I was raised in Granite City, Illinois, a steel town across the Mississippi River from St. Louis. When I was a kid my folks decided to build a two-room addition on the back of our house for our growing family. One of those rooms was a dining room, and the other was a bedroom for my brother Dan and me. Our bedroom had a gray tile floor and gray walls. I don’t remember one single picture on any of those gray walls. We may have had some, but I don’t remember them. And if there were any pictures … I’m sure they were black and white.

What I do remember is the heat. When summer comes to the Midwest—and in Granite City it seemed to me like it was almost always summer—hot, humid air hangs over the town like wet wallpaper. You can smell the humidity; the air positively drips with it.

We didn’t have air conditioning in our bedroom. My brother and I suffered in our gray bedroom that had no pictures on the walls. I remember lying awake at night, my head craned toward the window, desperately trying to feel a breeze that was almost never there. I remember waking in the morning, wet from my own sweat, a hot and fitful night behind me, and a day filled with more stifling heat and sweat ahead of me.

Sometimes, Richard Justice would knock on my back window very early in the morning. He lived across the street, and he didn’t have any air conditioning either. When he couldn’t sleep because of the heat, sometimes he’d come over and peck on my window. We’d go out in the backyard to shoot marbles at six-thirty in the morning, before it got too hot.

If my mom wasn’t lookin’, (and she was almost always lookin’) after Rich and I finished our game of marbles, I’d sneak across the street and eat breakfast with the Justice gang. (I say ‘gang’ because Mr. and Mrs. Justice had a slug of kids.) Mrs. Justice was a very kind lady and obviously a very good mother. On those hot summer mornings, she would often stand at their kitchen stove, preparing a specific menu for breakfast. She didn’t seem to notice how many kids were lined up each morning, anxious to receive what seemed to me to be her specialty: a fried egg sandwich with mustard on it, and one cup of hot cocoa. As I went up the back steps of their house, I could smell those sandwiches cooking. I could see Mrs. Justice standing at the stove handing out those sandwiches. I couldn’t resist. When she asked me if I wanted some breakfast, I always said yes. She never told me to go home and eat—not once in all the years I was growing up. Mrs. Justice was a great mom. She had lots of kids. And she had a lot of courage and character . . . and love.

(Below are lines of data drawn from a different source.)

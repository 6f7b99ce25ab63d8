//! Entity read endpoints
//!
//! Books and contributors share the same handler logic; only the schema
//! identifier differs. All reads are non-cacheable and keyed by entity
//! UUID.

use axum::{
    extract::{Path, State},
    routing::{get, put},
    Json, Router,
};
use serde_json::{json, Value};
use uuid::Uuid;

use crate::engine::revisions::{revisions, Revision};
use crate::error::{ApiError, ApiResult};
use crate::AppState;

pub fn book_routes() -> Router<AppState> {
    Router::new()
        .route("/books/:id", get(get_book))
        .route("/books/:id/history", get(get_book_history))
        .route("/books/:id/reindex", put(reindex_book))
}

pub fn contributor_routes() -> Router<AppState> {
    Router::new()
        .route("/contributors/:id", get(get_contributor))
        .route("/contributors/:id/history", get(get_contributor_history))
        .route("/contributors/:id/reindex", put(reindex_contributor))
}

async fn get_book(State(state): State<AppState>, Path(id): Path<String>) -> ApiResult<Json<Value>> {
    let schema = state.config.schema.book.clone();
    current_document(&state, &schema, &id).await.map(Json)
}

async fn get_contributor(
    State(state): State<AppState>,
    Path(id): Path<String>,
) -> ApiResult<Json<Value>> {
    let schema = state.config.schema.contributor.clone();
    current_document(&state, &schema, &id).await.map(Json)
}

async fn get_book_history(
    State(state): State<AppState>,
    Path(id): Path<String>,
) -> ApiResult<Json<Vec<Revision>>> {
    let schema = state.config.schema.book.clone();
    entity_revisions(&state, &schema, &id).await.map(Json)
}

async fn get_contributor_history(
    State(state): State<AppState>,
    Path(id): Path<String>,
) -> ApiResult<Json<Vec<Revision>>> {
    let schema = state.config.schema.contributor.clone();
    entity_revisions(&state, &schema, &id).await.map(Json)
}

async fn reindex_book(
    State(state): State<AppState>,
    Path(id): Path<String>,
) -> ApiResult<Json<Value>> {
    let schema = state.config.schema.book.clone();
    reindex_entity(&state, &schema, &id).await.map(Json)
}

async fn reindex_contributor(
    State(state): State<AppState>,
    Path(id): Path<String>,
) -> ApiResult<Json<Value>> {
    let schema = state.config.schema.contributor.clone();
    reindex_entity(&state, &schema, &id).await.map(Json)
}

async fn current_document(state: &AppState, schema: &str, id: &str) -> ApiResult<Value> {
    let entity_id = parse_entity_id(id)?;
    state
        .current
        .get_by_id(entity_id, schema)
        .await?
        .ok_or_else(|| ApiError::NotFound(id.to_string()))
}

async fn entity_revisions(state: &AppState, schema: &str, id: &str) -> ApiResult<Vec<Revision>> {
    let entity_id = parse_entity_id(id)?;
    let history = state.history.history_for_entity(entity_id, schema).await?;
    if history.is_empty() {
        return Err(ApiError::NotFound(id.to_string()));
    }
    Ok(revisions(history)?)
}

/// Re-push one current document; 200 when present, 404 otherwise.
async fn reindex_entity(state: &AppState, schema: &str, id: &str) -> ApiResult<Value> {
    let entity_id = parse_entity_id(id)?;
    let doc = state
        .current
        .get_by_id(entity_id, schema)
        .await?
        .ok_or_else(|| ApiError::NotFound(id.to_string()))?;

    state.bridge.push_current(entity_id, &doc).await?;
    Ok(json!({"status": "reindexed", "id": entity_id}))
}

fn parse_entity_id(segment: &str) -> ApiResult<Uuid> {
    Uuid::parse_str(segment).map_err(|_| ApiError::InvalidUuid(segment.to_string()))
}
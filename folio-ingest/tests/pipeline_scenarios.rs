//! End-to-end pipeline scenarios
//!
//! Each test drives the ingestor the way the listener does and checks the
//! stores afterwards.

mod common;

use common::{book_payload, current_count, history_count, test_state};
use folio_common::canonical::sha1_hex;
use folio_common::Error;
use serde_json::json;

#[tokio::test]
async fn single_source_first_ingest() {
    let (state, _backend) = test_state().await;

    let outcome = state
        .ingestor
        .ingest(
            "book.v2",
            &book_payload("sA", "2020-01-01T00:00:00Z", json!({"title": "Alpha"})),
        )
        .await
        .unwrap();
    assert!(!outcome.replaced);

    assert_eq!(history_count(&state).await, 1);
    assert_eq!(current_count(&state).await, 1);

    let current = state
        .current
        .get_by_id(outcome.entity_id, "book.v2")
        .await
        .unwrap()
        .expect("current document");
    assert_eq!(current["title"]["value"], "Alpha");

    // The title's provenance resolves to sA's stamp in the source map.
    let hash = current["title"]["source"].as_str().unwrap();
    assert_eq!(current["source"][hash]["system"], "sA");
}

#[tokio::test]
async fn two_sources_non_overlapping_fields() {
    let (state, _backend) = test_state().await;

    state
        .ingestor
        .ingest(
            "book.v2",
            &book_payload("sA", "2020-01-01T00:00:00Z", json!({"title": "Alpha"})),
        )
        .await
        .unwrap();
    let outcome = state
        .ingestor
        .ingest(
            "book.v2",
            &book_payload(
                "sB",
                "2020-01-02T00:00:00Z",
                json!({"subtitle": "An Introduction"}),
            ),
        )
        .await
        .unwrap();

    assert_eq!(history_count(&state).await, 2);
    assert_eq!(current_count(&state).await, 1);

    let current = state
        .current
        .get_by_id(outcome.entity_id, "book.v2")
        .await
        .unwrap()
        .unwrap();
    assert_eq!(current["title"]["value"], "Alpha");
    assert_eq!(current["subtitle"]["value"], "An Introduction");

    let title_hash = current["title"]["source"].as_str().unwrap();
    let subtitle_hash = current["subtitle"]["source"].as_str().unwrap();
    assert_eq!(current["source"][title_hash]["system"], "sA");
    assert_eq!(current["source"][subtitle_hash]["system"], "sB");
}

#[tokio::test]
async fn overlapping_field_later_wins() {
    let (state, _backend) = test_state().await;

    state
        .ingestor
        .ingest(
            "book.v2",
            &book_payload("sA", "2020-01-01T00:00:00Z", json!({"title": "Alpha"})),
        )
        .await
        .unwrap();
    let outcome = state
        .ingestor
        .ingest(
            "book.v2",
            &book_payload("sB", "2020-01-02T00:00:00Z", json!({"title": "Alpha!"})),
        )
        .await
        .unwrap();

    let current = state
        .current
        .get_by_id(outcome.entity_id, "book.v2")
        .await
        .unwrap()
        .unwrap();
    assert_eq!(current["title"]["value"], "Alpha!");
    let hash = current["title"]["source"].as_str().unwrap();
    assert_eq!(current["source"][hash]["system"], "sB");
}

#[tokio::test]
async fn resend_replaces_history_without_duplicating() {
    let (state, _backend) = test_state().await;

    state
        .ingestor
        .ingest(
            "book.v2",
            &book_payload("sA", "2020-01-01T00:00:00Z", json!({"title": "Alpha"})),
        )
        .await
        .unwrap();

    // Same payload relayed later: processedAt and system differ, both are
    // stripped from the history key.
    let outcome = state
        .ingestor
        .ingest(
            "book.v2",
            &book_payload("sA-relay", "2020-06-01T00:00:00Z", json!({"title": "Alpha"})),
        )
        .await
        .unwrap();
    assert!(outcome.replaced);

    assert_eq!(history_count(&state).await, 1);
    assert_eq!(current_count(&state).await, 1);

    let current = state
        .current
        .get_by_id(outcome.entity_id, "book.v2")
        .await
        .unwrap()
        .unwrap();
    assert_eq!(current["title"]["value"], "Alpha");
}

#[tokio::test]
async fn contributor_display_names_get_ids() {
    let (state, _backend) = test_state().await;

    let payload = serde_json::to_vec(&json!({
        "$schema": "contributor.v2",
        "classification": [{"realm": "contributor", "id": "c-1"}],
        "source": {"system": "sA", "processedAt": "2020-01-01T00:00:00Z", "role": "registry"},
        "contributors": [{"names": {"display": "Jane Doe"}}],
    }))
    .unwrap();

    let outcome = state
        .ingestor
        .ingest("contributor.v2", &payload)
        .await
        .unwrap();

    let current = state
        .current
        .get_by_id(outcome.entity_id, "contributor.v2")
        .await
        .unwrap()
        .unwrap();

    // The contributors array has no classified elements, so it is one
    // annotated leaf whose value carries the derived id.
    assert_eq!(
        current["contributors"]["value"][0]["ids"]["bbb"],
        json!(sha1_hex(b"Jane Doe"))
    );
}

#[tokio::test]
async fn history_duplicates_are_repaired_on_ingest() {
    let (state, _backend) = test_state().await;

    // Seed two records under one history key, bypassing normalization.
    let raw = json!({
        "$schema": "book.v2",
        "classification": [{"realm": "isbn", "id": "9780000000001"}],
        "source": {"system": "sA", "processedAt": "2020-01-01T00:00:00Z", "role": "publisher"},
        "title": "Alpha",
    });
    let annotated = folio_ingest::engine::annotate::annotate(raw).unwrap();
    let keys = folio_ingest::engine::keys::extract(
        &annotated,
        &state.config.source.volatile_fields,
    )
    .unwrap();
    state.history.store(&keys, &annotated, None).await.unwrap();
    state.history.store(&keys, &annotated, None).await.unwrap();
    assert_eq!(history_count(&state).await, 2);

    // A third message with the same key restores the invariant.
    let outcome = state
        .ingestor
        .ingest(
            "book.v2",
            &book_payload("sA", "2020-02-01T00:00:00Z", json!({"title": "Alpha v2"})),
        )
        .await
        .unwrap();
    assert!(outcome.replaced);

    assert_eq!(history_count(&state).await, 1);
    let current = state
        .current
        .get_by_id(outcome.entity_id, "book.v2")
        .await
        .unwrap()
        .unwrap();
    assert_eq!(current["title"]["value"], "Alpha v2");
}

#[tokio::test]
async fn schema_mismatch_is_permanent() {
    let (state, _backend) = test_state().await;

    let result = state
        .ingestor
        .ingest(
            "contributor.v2",
            &book_payload("sA", "2020-01-01T00:00:00Z", json!({"title": "Alpha"})),
        )
        .await;

    match result {
        Err(err @ Error::SchemaMismatch { .. }) => {
            assert_eq!(err.disposition(), folio_common::Disposition::Permanent)
        }
        other => panic!("expected SchemaMismatch, got {:?}", other),
    }
    assert_eq!(history_count(&state).await, 0);
}

#[tokio::test]
async fn malformed_json_is_permanent() {
    let (state, _backend) = test_state().await;

    let result = state.ingestor.ingest("book.v2", b"{not json").await;
    match result {
        Err(err @ Error::MalformedJson(_)) => {
            assert_eq!(err.disposition(), folio_common::Disposition::Permanent)
        }
        other => panic!("expected MalformedJson, got {:?}", other),
    }
}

In the middle of long summer afternoons, my brother and I would often go next door to the Marlers. They were our best friends. I’d like to think our fondness for the Marler brothers wasn’t influenced by the fact that their house had air conditioning. But it’s amazing how relationally nurturing air conditioning could be on hot, muggy afternoons in Granite City, where I grew up.

The air inside the Marler’s house smelled different from our air. Our air wasn’t conditioned; it was raw, wet, and miserable air. Their air was cool, comfortable air. Once I got my toe inside, I didn’t want to leave. But in the late afternoon, when it was time for supper, my mom would send my little sister after Dan and me, to tell us the pork chops were almost done, and it was time for us to come home and set the table. As I left the Marlers to go back home, and the heat and humidity smacked me in the face, I remember saying to myself on more than one occasion, One of these days I’m gonna get a house . . . and it’s gonna be air conditioned.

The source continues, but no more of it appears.